GE declined to comment on Mr. Welch's deferred compensation.

Divining the total price tag for a company's deferred-compensation plan can be equally frustrating. Companies are not required to disclose it and so investors cannot see how the cost is growing. Often companies lump it into more general liability categories on their balance sheets. Verizon Communications Inc. includes it in the figure for the cost of pensions for rank-and-file employees. GE includes it in the "other liabilities" line.

David Frail, a GE spokesman, says the company's liability for its deferred-compensation plans is $2.4 billion. He says that the company does not disclose the number in its public filings because the amount is not significant. "Frankly, it's relatively small for a company with half a trillion dollars in assets," he said in an e-mail.

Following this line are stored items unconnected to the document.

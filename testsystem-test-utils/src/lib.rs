pub mod builder;
pub mod context;
pub mod error;
pub mod fixtures;
pub mod model;

pub use builder::TestBuilder;
pub use context::TestContext;
pub use error::TestError;

pub mod prelude {
    pub use crate::{fixtures::test::factory, TestBuilder, TestContext, TestError};
}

Sometimes, even companies have trouble figuring out their own tabs for deferred compensation. Halliburton spokeswoman Wendy Hall said in an e-mail that the "total liability" for the Halliburton Elective Deferral Plan was $53.4 million as of the end of June 2002. But that figure doesn't tell the whole story because it does not take into account future interest costs to the company. What's more, Halliburton has other deferred-compensation plans, including some inherited through mergers, Ms. Hall subsequently said. She added that the total liability for the company's entire deferred-compensation program is "not publicly disclosed information."

Special Privileges

For most executives, the one potential drawback to socking away large sums in top-hat plans is that if a company becomes insolvent, they may have to get in line with other creditors. But executives have some protection against this problem because they have fairly easy access to their money.

Tax law dictates that employees must pay a 10% penalty if they make early withdrawals from their 401(k) plans. But when it comes to deferred compensation, the IRS only says that executives must have "substantial limitations or restrictions" on their ability to get the cash.

As a result, companies are free to determine the penalties for early withdrawal themselves. Many companies do impose penalties, also known as haircuts, of 10% or in the case of Verizon and some other companies 6%. But some companies impose no penalties, so long as, when making the deferral, the executive notifies the company when he or she will take out the money. Both Kmart and Merrill Lynch & Co. allow executives to defer compensation for as little as one year, according to their plans.

Some companies also design their plans so that if there is a change in corporate control or the company hits the skids financially, they will either pay out the money to executives or guarantee it, except in the case of a bankruptcy. Under the terms of Halliburton's deferred-compensation plan, for example, the company is required to automatically turn over account balances to executives within 45 days if the company's credit-rating were to fall below investment grade.

Enron Corp. had about 285 executives enrolled in its deferred-compensation program and had accumulated roughly $220 million in related liabilities by the time it filed for bankruptcy-court protection last Dec. 2. One of Enron's plans guaranteed executives a minimum 12% return on deferrals.

The company allowed executives to take money out of their deferral accounts by paying a 10% penalty on the money withdrawn. In the year before the bankruptcy filing, about 140 executives with the title of managing director or above deferred nearly $28 million of their pay. About three dozen of those executives withdrew a combined $32 million from their accounts in the same period, bankruptcy-court documents show.

Among the executives who withdrew funds was Mark Frevert, former chairman and chief executive of Enron Wholesale Services. During the 12 months before Enron filed for bankruptcy, Mr. Frevert deferred $3.4 million of his pay, but he withdrew $6.4 million from the account he had accumulated over time.

Mr. Frevert's attorney, J.C. Nickens, confirms the withdrawals but adds that his client "ended up losing a lot. He put ... a lot of money into that particular vehicle because it was advantageous, obviously, and because he believed in the company."